Blue sky and bad hair |
- On the bolts front I managed to do the morpho boulder-in-the-sky Cloudburst at Goat Crag. A good one to have done as I slowly work my way through the easier routes here. What's next? Steve and I later departed for Loch Tollaidh where he closed the account he'd opened on In The Pink a couple of years previously, and he cruised it. It was his last Scottish route before moving to NZ for a year.
- Moy lost it's perma-dry title after Tess and I got caught in the mother of all rain storms. Waterfalls down routes, not cool.
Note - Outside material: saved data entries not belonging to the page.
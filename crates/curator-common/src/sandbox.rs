use reqwest::{Client, ClientBuilder, Method, RequestBuilder};
use std::collections::HashSet;
use std::time::Duration;
use url::Url;

use crate::error::CuratorError;

const DEFAULT_USER_AGENT: &str = "arxiv-curator/0.1 (research)";

/// An HTTP client that only issues requests to approved hosts.
///
/// Every adapter that reaches the network goes through this type, so the set
/// of hosts the ingestion job can contact is visible in one place.
#[derive(Debug, Clone)]
pub struct SandboxClient {
    client: Client,
    allowlist: HashSet<String>,
}

impl SandboxClient {
    /// Client with the default allowlist and a 30 second timeout.
    pub fn new() -> Result<Self, CuratorError> {
        Self::with_timeout(Duration::from_secs(30))
    }

    /// Client with the default allowlist and the given request timeout.
    pub fn with_timeout(timeout: Duration) -> Result<Self, CuratorError> {
        let domains = [
            "export.arxiv.org", // arXiv API
            "arxiv.org",        // arXiv PDFs
            "localhost",        // local OpenSearch
            "127.0.0.1",
        ];
        let allowlist = domains.iter().map(|d| d.to_string()).collect();

        let client = ClientBuilder::new()
            .timeout(timeout)
            .user_agent(DEFAULT_USER_AGENT)
            .build()?;

        Ok(Self { client, allowlist })
    }

    /// Appends an exact hostname to the allowlist.
    pub fn allow_domain(&mut self, domain: &str) {
        self.allowlist.insert(domain.to_string());
    }

    /// Appends the host of a configured endpoint (e.g. `http://opensearch:9200`).
    pub fn allow_url(&mut self, url: &str) -> Result<(), CuratorError> {
        let parsed = Url::parse(url).map_err(|e| CuratorError::InvalidUrl(format!("{url}: {e}")))?;
        let host = parsed
            .host_str()
            .ok_or_else(|| CuratorError::InvalidUrl(format!("{url}: missing host")))?;
        self.allow_domain(host);
        Ok(())
    }

    /// Validates if a URL is permitted under the current sandbox policy.
    pub fn is_allowed(&self, url: &str) -> bool {
        let Ok(parsed) = Url::parse(url) else {
            return false;
        };
        let Some(host) = parsed.host_str() else {
            return false;
        };
        self.allowlist
            .iter()
            .any(|allowed| host == allowed || host.ends_with(&format!(".{allowed}")))
    }

    pub fn get(&self, url: &str) -> Result<RequestBuilder, CuratorError> {
        self.request(Method::GET, url)
    }

    pub fn put(&self, url: &str) -> Result<RequestBuilder, CuratorError> {
        self.request(Method::PUT, url)
    }

    pub fn head(&self, url: &str) -> Result<RequestBuilder, CuratorError> {
        self.request(Method::HEAD, url)
    }

    /// Request builder for any method, after the allowlist check.
    pub fn request(&self, method: Method, url: &str) -> Result<RequestBuilder, CuratorError> {
        if !self.is_allowed(url) {
            tracing::warn!(%url, "Blocked request to host outside the allowlist");
            return Err(CuratorError::Security(format!(
                "domain not in allowlist for URL {url}"
            )));
        }
        Ok(self.client.request(method, url))
    }
}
Before the misery I'd been having a good day, doing Cloak and Dagger and The Herring for the first time and getting up Ticks... in a oner, the first time I'd been back on it since redpointing it last summer.
- I finally met up with Andy Hyslop, one of the very few Aviemore residents that actually climb, and had a day at Reiff. Mis-reading a guidebook (plus an innacurate topo) meant I climbed a Severe (Plaything) thinking it was an E1 (Gussetbuster). I thought I must have been going well as it felt really easy, then I re-read the book and ate my humble pie. Oops.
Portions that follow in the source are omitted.